Governments around the world failed to protect people from Covid-19. Now they are desperately looking to vaccine development. Mass vaccination seems the best way to end the nightmare of further waves of infection, repeated lockdowns, and continuing blocks on many normal activities.
Vaccines have been responsible for tremendous advances. Polio, common in Britain until the 1950s, has finally been eradicated throughout the world. But there has never been a vaccine against a coronovirus.
When SARS (a coronovirus similar to Covid-19) spread rapidly in 2003, vaccine research pushed ahead. But after that pandemic eased, prospects for a profitable vaccine faded. Pharmaceutical corporations cut their research. Had they continued, a vaccine for Covid-19 might now be closer.
Initial results of a Russian vaccine, Sputnik V, were announced last month. It is being given to medical staff, although so far the results on only 76 healthy people have been published. In China, a vaccine has been given to soldiers. Not to be outdone, Trump wants to announce a US vaccine before November’s election. Operation Warp Speed is doling out billions of taxpayers’ dollars to pharmaceutical corporations to try and get there.

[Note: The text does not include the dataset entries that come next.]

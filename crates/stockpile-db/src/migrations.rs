//! # Database Migrations
//!
//! Embedded SQL migrations for Stockpile.
//!
//! ## How Migrations Work
//! ```text
//! ┌─────────────────────────────────────────────────────────────────────────┐
//! │                      Migration Process                                  │
//! │                                                                         │
//! │  App Startup                                                           │
//! │       │                                                                 │
//! │       ▼                                                                 │
//! │  Check _sqlx_migrations table                                          │
//! │       │                                                                 │
//! │       ├── Table doesn't exist? Create it                               │
//! │       │                                                                 │
//! │       ▼                                                                 │
//! │  Compare embedded migrations vs applied                                │
//! │       │                                                                 │
//! │       ▼                                                                 │
//! │  Run pending migrations in order                                       │
//! │       │                                                                 │
//! │       ▼                                                                 │
//! │  Record in _sqlx_migrations                                            │
//! │                                                                         │
//! └─────────────────────────────────────────────────────────────────────────┘
//! ```
//!
//! ## Adding New Migrations
//!
//! 1. Create a new file in `migrations/sqlite/` with the next sequence number
//! 2. Name format: `NNN_description.sql` (e.g., `002_add_checkout_log.sql`)
//! 3. Write idempotent SQL (use `IF NOT EXISTS` where possible)
//! 4. **NEVER** modify existing migrations - always add new ones

use sqlx::SqlitePool;
use tracing::info;

use crate::error::DbResult;

/// Embedded migrations from the `migrations/sqlite` directory.
///
/// The `sqlx::migrate!()` macro embeds all SQL files from the specified
/// directory into the binary at compile time. No runtime file access needed.
static MIGRATOR: sqlx::migrate::Migrator = sqlx::migrate!("../../migrations/sqlite");

/// Runs all pending database migrations.
///
/// ## Safety
/// - Idempotent: safe to run multiple times
/// - Transactional: each migration runs in a transaction
/// - Ordered: migrations run in filename order (001, 002, ...)
pub async fn run_migrations(pool: &SqlitePool) -> DbResult<()> {
    info!(count = MIGRATOR.iter().count(), "Applying migrations");
    MIGRATOR.run(pool).await?;
    Ok(())
}
//! # Validation Module
//!
//! Input validation utilities for Stockpile.
//!
//! ## Validation Strategy
//! ```text
//! ┌─────────────────────────────────────────────────────────────────────────┐
//! │                      Validation Layers                                  │
//! │                                                                         │
//! │  Layer 1: Shell boundary (TypeScript)                                  │
//! │  ├── Basic format checks (empty, length)                               │
//! │  └── Immediate user feedback                                           │
//! │           │                                                             │
//! │           ▼                                                             │
//! │  Layer 2: THIS MODULE + the reconciliation engine (Rust)               │
//! │  ├── Required fields, sign checks                                      │
//! │  └── Engine guards the balance invariant itself                        │
//! │           │                                                             │
//! │           ▼                                                             │
//! │  Layer 3: Database (SQLite)                                            │
//! │  ├── NOT NULL constraints                                              │
//! │  └── CHECK (in_qty >= out_qty) and sign constraints                    │
//! │                                                                         │
//! │  Defense in depth: Multiple layers catch different errors              │
//! └─────────────────────────────────────────────────────────────────────────┘
//! ```

use crate::error::ValidationError;
use crate::types::ItemInput;
use crate::MAX_ITEM_NAME_LEN;

/// Result type for validation operations.
pub type ValidationResult<T> = Result<T, ValidationError>;

// =============================================================================
// String Validators
// =============================================================================

/// Validates an item name.
///
/// ## Rules
/// - Must not be empty (after trimming)
/// - Must be at most 200 characters
///
/// ## Example
/// ```rust
/// use stockpile_core::validation::validate_item_name;
///
/// assert!(validate_item_name("M6 Hex Bolt").is_ok());
/// assert!(validate_item_name("").is_err());
/// assert!(validate_item_name("   ").is_err());
/// ```
pub fn validate_item_name(name: &str) -> ValidationResult<()> {
    let name = name.trim();

    if name.is_empty() {
        return Err(ValidationError::required("item_name"));
    }

    if name.len() > MAX_ITEM_NAME_LEN {
        return Err(ValidationError::TooLong {
            field: "item_name".to_string(),
            max: MAX_ITEM_NAME_LEN,
        });
    }

    Ok(())
}

// =============================================================================
// Numeric Validators
// =============================================================================

/// Validates that a quantity is strictly positive.
///
/// Used by stock-insert, stock-out and checkout lines, where a zero or
/// negative delta is meaningless.
pub fn validate_positive(field: &str, value: i64) -> ValidationResult<()> {
    if value <= 0 {
        return Err(ValidationError::MustBePositive {
            field: field.to_string(),
        });
    }
    Ok(())
}

/// Validates that a value is not negative.
///
/// Used for balances, thresholds and prices, where zero is a legal value.
pub fn validate_non_negative(field: &str, value: i64) -> ValidationResult<()> {
    if value < 0 {
        return Err(ValidationError::Negative {
            field: field.to_string(),
        });
    }
    Ok(())
}

// =============================================================================
// Payload Validators
// =============================================================================

/// Validates a creation / full-update payload.
pub fn validate_item_input(input: &ItemInput) -> ValidationResult<()> {
    validate_item_name(&input.item_name)?;
    validate_non_negative("balance", input.balance)?;
    validate_non_negative("min_stock", input.min_stock)?;
    validate_non_negative("price_per_unit_cents", input.price_per_unit_cents)?;
    Ok(())
}

// =============================================================================
// Unit Tests
// =============================================================================

#[cfg(test)]
mod tests {
    use super::*;

    #[test]
    fn test_validate_item_name() {
        assert!(validate_item_name("Packing Tape").is_ok());
        assert!(validate_item_name("").is_err());
        assert!(validate_item_name("  \t ").is_err());
        assert!(validate_item_name(&"x".repeat(MAX_ITEM_NAME_LEN + 1)).is_err());
        assert!(validate_item_name(&"x".repeat(MAX_ITEM_NAME_LEN)).is_ok());
    }

    #[test]
    fn test_validate_positive() {
        assert!(validate_positive("quantity", 1).is_ok());
        assert!(validate_positive("quantity", 0).is_err());
        assert!(validate_positive("quantity", -5).is_err());
    }

    #[test]
    fn test_validate_non_negative() {
        assert!(validate_non_negative("balance", 0).is_ok());
        assert!(validate_non_negative("balance", 10).is_ok());
        assert!(validate_non_negative("balance", -1).is_err());
    }

    #[test]
    fn test_validate_item_input() {
        let mut input = ItemInput {
            item_name: "Label Roll".to_string(),
            balance: 10,
            ..Default::default()
        };
        assert!(validate_item_input(&input).is_ok());

        input.balance = -1;
        assert!(validate_item_input(&input).is_err());

        input.balance = 10;
        input.item_name = String::new();
        assert!(validate_item_input(&input).is_err());
    }
}
//! # Checkout Repository
//!
//! Applies a batch of stock issues as one all-or-nothing unit.
//!
//! ## Batch Lifecycle
//! ```text
//! ┌─────────────────────────────────────────────────────────────────────────┐
//! │                      Checkout Batch Lifecycle                           │
//! │                                                                         │
//! │  CheckoutRequest { lines: [{A,5}, {B,3}], checkout_by, notes }         │
//! │       │                                                                 │
//! │       ▼                                                                 │
//! │  BEGIN ─── one transaction for the whole batch                         │
//! │    │                                                                    │
//! │    ├── line 1: load A → reconcile Issue(5) → UPDATE A                  │
//! │    ├── line 2: load B → reconcile Issue(3) → UPDATE B                  │
//! │    │               │                                                    │
//! │    │               └── any failure? → ROLLBACK                          │
//! │    │                   A's decrement is discarded too - the error       │
//! │    │                   names the offending item_no                      │
//! │    ▼                                                                    │
//! │  COMMIT ── both decrements become visible together                     │
//! │    │                                                                    │
//! │    ▼                                                                    │
//! │  CheckoutReceipt { batch_id, per-line before/after balances }          │
//! │                                                                         │
//! └─────────────────────────────────────────────────────────────────────────┘
//! ```
//!
//! Lines are processed strictly in request order; with several invalid lines
//! the first one in that order is the error surfaced. The batch itself is
//! transient - nothing but the items' quantity pairs is persisted.

use chrono::Utc;
use sqlx::SqlitePool;
use tracing::{debug, info};
use uuid::Uuid;

use crate::error::LedgerResult;
use crate::repository::item::ItemRepository;
use stockpile_core::reconcile::{reconcile, StockUpdate};
use stockpile_core::{
    CheckoutLineResult, CheckoutReceipt, CheckoutRequest, CoreError, Item, ValidationError,
    MAX_CHECKOUT_LINES,
};

/// Repository for checkout batch operations.
#[derive(Debug, Clone)]
pub struct CheckoutRepository {
    pool: SqlitePool,
}

impl CheckoutRepository {
    /// Creates a new CheckoutRepository.
    pub fn new(pool: SqlitePool) -> Self {
        CheckoutRepository { pool }
    }

    /// Applies a checkout batch atomically.
    ///
    /// ## Guarantees
    /// - All line decrements commit together, or none do
    /// - Lines are applied in request order
    /// - The first failing line aborts the batch; its error carries the
    ///   offending `item_no` and, for shortfalls, available vs. requested
    ///
    /// ## Returns
    /// A receipt with one entry per line (request order), the batch id and
    /// timestamp, and the actor/notes metadata echoed back.
    pub async fn checkout(&self, request: CheckoutRequest) -> LedgerResult<CheckoutReceipt> {
        if request.lines.is_empty() {
            return Err(ValidationError::required("lines").into());
        }
        if request.lines.len() > MAX_CHECKOUT_LINES {
            return Err(CoreError::CheckoutTooLarge {
                max: MAX_CHECKOUT_LINES,
            }
            .into());
        }

        debug!(lines = request.lines.len(), "Starting checkout batch");

        let mut tx = self.pool.begin().await?;
        let mut results = Vec::with_capacity(request.lines.len());

        for line in &request.lines {
            let row = ItemRepository::load(&mut tx, line.item_no).await?;
            let current = row.quantities();
            let item: Item = row.into();

            // The engine guards positivity and sufficiency; an Err here
            // drops the transaction and every staged decrement with it.
            let next = reconcile(line.item_no, current, StockUpdate::Issue(line.quantity))?;
            ItemRepository::write_quantities(&mut tx, line.item_no, next).await?;

            results.push(CheckoutLineResult {
                item_no: line.item_no,
                item_name: item.item_name,
                quantity: line.quantity,
                balance_before: current.balance(),
                balance_after: next.balance(),
            });
        }

        tx.commit().await?;

        let receipt = CheckoutReceipt {
            batch_id: Uuid::new_v4().to_string(),
            checked_out_at: Utc::now(),
            checkout_by: request.checkout_by,
            notes: request.notes,
            lines: results,
        };

        info!(
            batch_id = %receipt.batch_id,
            lines = receipt.lines.len(),
            checkout_by = receipt.checkout_by.as_deref().unwrap_or("-"),
            "Checkout committed"
        );

        Ok(receipt)
    }
}

// =============================================================================
// Unit Tests
// =============================================================================
//! # Item Repository
//!
//! Database operations for the stock ledger.
//!
//! ## Mutation Shape
//! ```text
//! ┌─────────────────────────────────────────────────────────────────────────┐
//! │              Every Stock Mutation Is One Transaction                    │
//! │                                                                         │
//! │  BEGIN                                                                  │
//! │    │                                                                    │
//! │    ├── SELECT current (in_qty, out_qty)      ← load                    │
//! │    │                                                                    │
//! │    ├── reconcile(current, intent)            ← pure, stockpile-core    │
//! │    │        │                                                           │
//! │    │        └── Err? → ROLLBACK, nothing written                        │
//! │    │                                                                    │
//! │    ├── UPDATE items SET in_qty, out_qty      ← persist                 │
//! │    │                                                                    │
//! │    └── SELECT the row again                  ← re-read, returned       │
//! │  COMMIT                                                                 │
//! │                                                                         │
//! │  Two concurrent stock-outs against the same item cannot both read the  │
//! │  same stale balance: the read-modify-write span is serialized by the   │
//! │  store, not by in-process locks.                                       │
//! └─────────────────────────────────────────────────────────────────────────┘
//! ```

use chrono::{DateTime, Utc};
use sqlx::{SqliteConnection, SqlitePool};
use tracing::{debug, info};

One US company, Inovio, has grown from a stock market valuation of $500 million at the start of the year to $3 billion. It has never produced a successful vaccine, but claims to be able to do so.
However, Inovio is now in a legal battle with another company VGX. Inovio claims VGX is denying it technology needed to develop its vaccine. VGX has counterclaimed that Inovio is stealing trade secrets. “Even if it’s successful in developing a vaccine,” says stock market analyst Vince Martin, “it may lose potential profits by getting to approval later than bulls hoped – and later than faster rivals.” (Investor Place 10 September)
Testing
Meanwhile, Chinese pharmaceutical company CanSino and Canada’s National Research Council (NRC) joint project was delayed. CanSino held up shipments of trial supplies. This followed the arrest of Huawei’s chief finance officer in Canada after pressure from the US government. NRC is now collaborating with Russian company Petrovax Pharma.
No vaccines have yet gone through full trials to test effective infection prevention without significant side-effects. The Oxford University/AstraZeneca trial was paused for a week after one of the 18,000 people who have had the vaccine so far reportedly developed transverse myelitis. About 300 people develop this in the UK each year.
Inadequate safety testing of vaccines could damage public support for vaccination, not only against Covid-19 but in general. But the smell of big profits, along with pressure from governments anxious to regain support, increases pressure to take short cuts.
“One or more drugmakers with Covid-19 vaccines in development could make a fortune very soon. The global market for vaccines against the novel coronavirus could reach $20 billion next year,” wrote one stock market analyst.
The pharmaceutical industry across the world needs to be in public ownership and democratically planned to meet the needs of the world’s population. Financial interests of shareholders, political interests of government leaders, vaccine nationalism and ‘vaccine diplomacy’ are no way to decide research priorities or how to carry them out.
Nationalisation under workers’ control of the pharmaceutical industry must include the manufacturing plants needed to produce billions of doses.
Free health services are needed to give them to everyone – not just those who can pay, but many countries do not have universal health care. Logistic support including refrigeration is needed to distribute vaccines everywhere. These don’t exist in many less developed countries.
If Covid-19 remains in just one remote region of the world, its return across the globe remains a threat. Capitalism is the problem, not the solution. We need workers’ governments and democratic socialist planning across the planet.